Check each line of the entries. Copy the ones that contain the string "MessageArg".

◆ Data to process
►

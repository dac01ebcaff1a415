// msg-grammar/src/ast.rs
// ============================================================================
// Module: Message Syntax Tree
// Description: Node types produced by parsing an interpolated message.
// Purpose: Give consumers a closed, serializable shape to walk.
// Dependencies: serde
// ============================================================================

//! ## Overview
//! A parsed message is an ordered sequence of [`MessageNode`] values. Case
//! bodies and tag children are themselves full sub-messages, so the tree
//! nests arbitrarily. Consumers walk the tree structurally; no node carries
//! source offsets.

// ============================================================================
// SECTION: Imports
// ============================================================================

use serde::Deserialize;
use serde::Serialize;

// ============================================================================
// SECTION: Node Types
// ============================================================================

/// Formatting family of a typed argument such as `{when, date}`.
#[derive(Debug, Clone, Copy, PartialEq, Eq, Serialize, Deserialize)]
#[serde(rename_all = "snake_case")]
pub enum ArgumentFormat {
    /// `{name, number}` formatting.
    Number,
    /// `{name, date}` formatting.
    Date,
    /// `{name, time}` formatting.
    Time,
}

impl ArgumentFormat {
    /// Returns the keyword spelling used in message source.
    #[must_use]
    pub const fn keyword(self) -> &'static str {
        match self {
            Self::Number => "number",
            Self::Date => "date",
            Self::Time => "time",
        }
    }
}

/// One labelled branch of a plural or select construct.
#[derive(Debug, Clone, PartialEq, Eq, Serialize, Deserialize)]
pub struct MessageCase {
    /// Case label (`one`, `other`, `=3`, or a select case name).
    pub label: String,
    /// Sub-message forming the case body.
    pub body: Vec<MessageNode>,
}

/// A single node of a parsed message.
#[derive(Debug, Clone, PartialEq, Eq, Serialize, Deserialize)]
#[serde(rename_all = "snake_case")]
pub enum MessageNode {
    /// Literal text run.
    Text(String),
    /// Simple named argument `{name}`.
    Argument {
        /// Argument identifier.
        name: String,
    },
    /// Typed argument `{name, number}` with an optional trailing style token.
    TypedArgument {
        /// Argument identifier.
        name: String,
        /// Formatting family.
        format: ArgumentFormat,
        /// Raw style token (`{n, number, integer}`), preserved unvalidated.
        style: Option<String>,
    },
    /// Plural construct `{name, plural, ... other {...}}`.
    Plural {
        /// Controlling variable name.
        variable: String,
        /// Optional `offset:N` adjustment.
        offset: Option<u64>,
        /// Case branches, in source order. Always contains `other`.
        cases: Vec<MessageCase>,
    },
    /// Select construct `{name, select, ... other {...}}`.
    Select {
        /// Controlling variable name.
        variable: String,
        /// Case branches, in source order. Always contains `other`.
        cases: Vec<MessageCase>,
    },
    /// Inline tag marker, paired (`<b>...</b>`) or self-closing (`<br/>`).
    Tag {
        /// Tag name.
        name: String,
        /// Recursively parsed children. Empty for self-closing tags.
        children: Vec<MessageNode>,
        /// Whether the tag was written in the `<name/>` form.
        self_closing: bool,
    },
}
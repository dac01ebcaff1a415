// locale-gate-cli/src/i18n.rs
// ============================================================================
// Module: CLI Internationalization Helpers
// Description: Provides message catalog and translation utilities for the CLI.
// Purpose: Centralize user-facing strings for future localization support.
// Dependencies: Standard library collections and formatting utilities.
// ============================================================================

//! ## Overview
//! The Locale Gate CLI stores user-facing strings in a small translation
//! catalog to enforce consistent messaging and to prepare for future locales.
//! All runtime output should be routed through the [`t!`](crate::t) macro.
//!
//! ## Invariants
//! - The catalog is initialized once and read-only thereafter.
//! - Missing keys fall back to the key itself to avoid panics.
//! - Placeholder substitutions preserve deterministic order.

// ============================================================================
// SECTION: Imports
// ============================================================================

use std::collections::HashMap;
use std::sync::OnceLock;

// ============================================================================
// SECTION: Types
// ============================================================================

/// A formatted message argument captured by the [`macro@crate::t`] macro.
#[derive(Clone)]
pub struct MessageArg {
    /// The placeholder name used in message templates (e.g., `"path"`).
    pub key: &'static str,
    /// The formatted string value to substitute for this placeholder.
    pub value: String,
}

impl MessageArg {
    /// Constructs a new [`MessageArg`] from a key and displayable value.
    pub fn new(key: &'static str, value: impl Into<String>) -> Self {
        Self {
            key,
            value: value.into(),
        }
    }
}

// ============================================================================
// SECTION: Catalog
// ============================================================================

/// Static English catalog entries loaded into the localized message bundle.
const CATALOG_EN: &[(&str, &str)] = &[
    ("main.version", "locale-gate {version}"),
    ("output.stream.stdout", "stdout"),
    ("output.stream.stderr", "stderr"),
    ("output.stream.unknown", "output"),
    ("output.write_failed", "Failed to write to {stream}: {error}"),
    ("config.load_failed", "Failed to load config: {error}"),
    ("run.fatal", "Fatal: {error}"),
    ("report.coverage.header", "Translation coverage"),
    ("report.coverage.empty", "No target locales discovered."),
    ("report.errors.header", "Errors ({count})"),
    ("report.warnings.header", "Warnings ({count})"),
    ("report.warnings.missing.header", "Missing translations ({count}):"),
    ("report.warnings.missing.more", "...and {count} more"),
    ("report.warnings.empty_values", "Empty values: {count}"),
    ("report.result.pass", "No blocking issues found."),
    ("report.result.fail", "{count} blocking issue(s) found."),
];

// ============================================================================
// SECTION: Translation
// ============================================================================

/// Translates `key` using the English catalog while substituting `args`.
#[must_use]
pub fn translate(key: &str, args: Vec<MessageArg>) -> String {
    let template = catalog().get(key).copied().unwrap_or(key);
    if args.is_empty() {
        return template.to_string();
    }

    let mut result = template.to_string();
    for arg in args {
        let placeholder = format!("{{{}}}", arg.key);
        result = result.replace(&placeholder, &arg.value);
    }
    result
}

/// Returns the static English catalog used by the CLI.
fn catalog() -> &'static HashMap<&'static str, &'static str> {
    static CATALOG: OnceLock<HashMap<&'static str, &'static str>> = OnceLock::new();

    CATALOG.get_or_init(|| CATALOG_EN.iter().copied().collect())
}

// ============================================================================
// SECTION: Macro
// ============================================================================

/// Formats a localized message from a key and named arguments.
///
/// # Arguments
///
/// - `$key` must match a catalog entry.
/// - Named arguments are substituted into `{placeholder}` positions.
///
/// # Returns
///
/// A localized [`String`] with placeholders substituted.
#[macro_export]
macro_rules! t {
    ($key:literal $(, $name:ident = $value:expr )* $(,)?) => {{
        let args = ::std::vec![
            $(
                $crate::i18n::MessageArg::new(stringify!($name), $value.to_string()),
            )*
        ];
        $crate::i18n::translate($key, args)
    }};
}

◄

◆ Written answer
pub struct MessageArg {
impl MessageArg {
    /// Constructs a new [`MessageArg`] from a key and displayable value.
pub fn translate(key: &str, args: Vec<MessageArg>) -> String {
                $crate::i18n::MessageArg::new(stringify!($name), $value.to_string()),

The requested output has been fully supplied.